Я сам поставил катетер в кубитальную вену (в свое время я достаточно проработал медбратом) и отрегулировал вливание антибиотика. Пусть течет по его черному кровеносному руслу и спасает его клетки. Спасает убийцу.
Я на секунду задумался: что может рассказать дух убитого ребенка своим небесным товарищам, ангелам? Когда они там, на небесах, и смотрят на нас сверху?
Ничего не может, сказал я себе и грустно улыбнулся.
* * *
— Слушай, а где одежда этого, с ребенком? — спросила меня заведующая мужским отделением пять дней спустя.
Этому, с ребенком, после пяти дней серьезной борьбы за его темную жизнь полегчало. Состояние стабилизировалось.
В те дни я был доволен собой. Раньше я боролся за его жизнь с чувством, что так приобретаю моральное превосходство над всем мещанским миром Нормальных людей. Я знал, что они бы такому человеку не помогли. А я — мерзавец и преступник — помогал. Я чувствовал свое превосходство над ними. Над Нормальными. И все же я знал, что ничем их не лучше. Знал, что и они бы помогли.

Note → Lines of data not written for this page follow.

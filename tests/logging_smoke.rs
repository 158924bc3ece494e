use std::io;
use std::io::Write;
use std::sync::{Arc, Mutex};
use std::time::Duration;

use alphadash::{
    log_app_start, log_feed_started, FeedConfig, FeedError, FeedTask, LoggingConfig, Token,
    TokenFeed, TokenListSource,
};
use async_trait::async_trait;
use tracing::dispatcher::with_default;
use tracing::Level;
use tracing_subscriber::fmt::writer::MakeWriter;

#[derive(Clone, Default)]
struct CaptureWriter {
    buffer: Arc<Mutex<Vec<u8>>>,
}

impl CaptureWriter {
    fn contents(&self) -> String {
        let bytes = self
            .buffer
            .lock()
            .expect("capture buffer lock should not be poisoned");
        String::from_utf8_lossy(&bytes).to_string()
    }
}

struct CaptureGuard {
    buffer: Arc<Mutex<Vec<u8>>>,
}

impl<'a> MakeWriter<'a> for CaptureWriter {
    type Writer = CaptureGuard;

    fn make_writer(&'a self) -> Self::Writer {
        CaptureGuard {
            buffer: Arc::clone(&self.buffer),
        }
    }
}

impl Write for CaptureGuard {
    fn write(&mut self, buf: &[u8]) -> io::Result<usize> {
        self.buffer
            .lock()
            .expect("capture buffer lock should not be poisoned")
            .extend_from_slice(buf);
        Ok(buf.len())
    }

    fn flush(&mut self) -> io::Result<()> {
        Ok(())
    }
}

fn capture_logs(max_level: Level, f: impl FnOnce()) -> String {
    let writer = CaptureWriter::default();
    let subscriber = tracing_subscriber::fmt()
        .json()
        .with_ansi(false)
        .with_max_level(max_level)
        .with_writer(writer.clone())
        .finish();
    let dispatch = tracing::Dispatch::new(subscriber);

    with_default(&dispatch, f);
    writer.contents()
}

fn sample_token(id: &str) -> Token {
    Token {
        token_id: id.to_string(),
        name: "Sample".to_string(),
        symbol: "SMP".to_string(),
        icon_url: format!("https://cdn.example/{id}.png"),
        price: "1".to_string(),
        percent_change_24h: "0".to_string(),
        mul_point: "1".to_string(),
    }
}

#[test]
fn settled_cycles_emit_ok_and_error_events() {
    let logs = capture_logs(Level::INFO, || {
        let mut feed = TokenFeed::new();

        feed.begin_cycle();
        feed.complete_cycle(Ok(vec![sample_token("a"), sample_token("b")]));

        feed.begin_cycle();
        feed.complete_cycle(Err(FeedError::Status(503)));
    });

    assert!(logs.contains("\"event\":\"feed.cycle.ok\""));
    assert!(logs.contains("\"token_count\":2"));
    assert!(logs.contains("\"event\":\"feed.cycle.error\""));
    assert!(logs.contains("HTTP 503"));
}

#[test]
fn startup_helpers_emit_baseline_events() {
    let logs = capture_logs(Level::INFO, || {
        log_app_start(&LoggingConfig::default());
        log_feed_started(&FeedConfig::default());
    });

    assert!(logs.contains("\"event\":\"app.start\""));
    assert!(logs.contains("\"event\":\"feed.started\""));
    assert!(logs.contains("\"refresh_interval_ms\":30000"));
}

struct OneShotSource;

#[async_trait]
impl TokenListSource for OneShotSource {
    async fn fetch_tokens(&self) -> Result<Vec<Token>, FeedError> {
        Ok(vec![sample_token("live")])
    }
}

#[test]
fn spawned_feed_task_logs_its_cycles() {
    let logs = capture_logs(Level::INFO, || {
        let rt = tokio::runtime::Builder::new_current_thread()
            .enable_all()
            .build()
            .expect("single-thread runtime should build");

        rt.block_on(async {
            let task = FeedTask::spawn(
                Arc::new(OneShotSource),
                FeedConfig {
                    refresh_interval_ms: 40,
                    tick_interval_ms: 10,
                    ..FeedConfig::default()
                },
            );

            tokio::time::sleep(Duration::from_millis(120)).await;
            task.stop();
        });
    });

    assert!(logs.contains("\"event\":\"feed.cycle.ok\""));
    assert!(logs.contains("\"token_count\":1"));
}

Как знал и то, что никаких Нормальных не существует.
Есть только печальные человеческие существа. Запутавшиеся.
— Откуда мне знать, где его поганые тряпки! — засмеялся я. На секунду я задумался и вспомнил, что когда мы его раздевали, он наделал в штаны. То есть, его одежду, скорее всего, выкинули или отнесли в прачечную.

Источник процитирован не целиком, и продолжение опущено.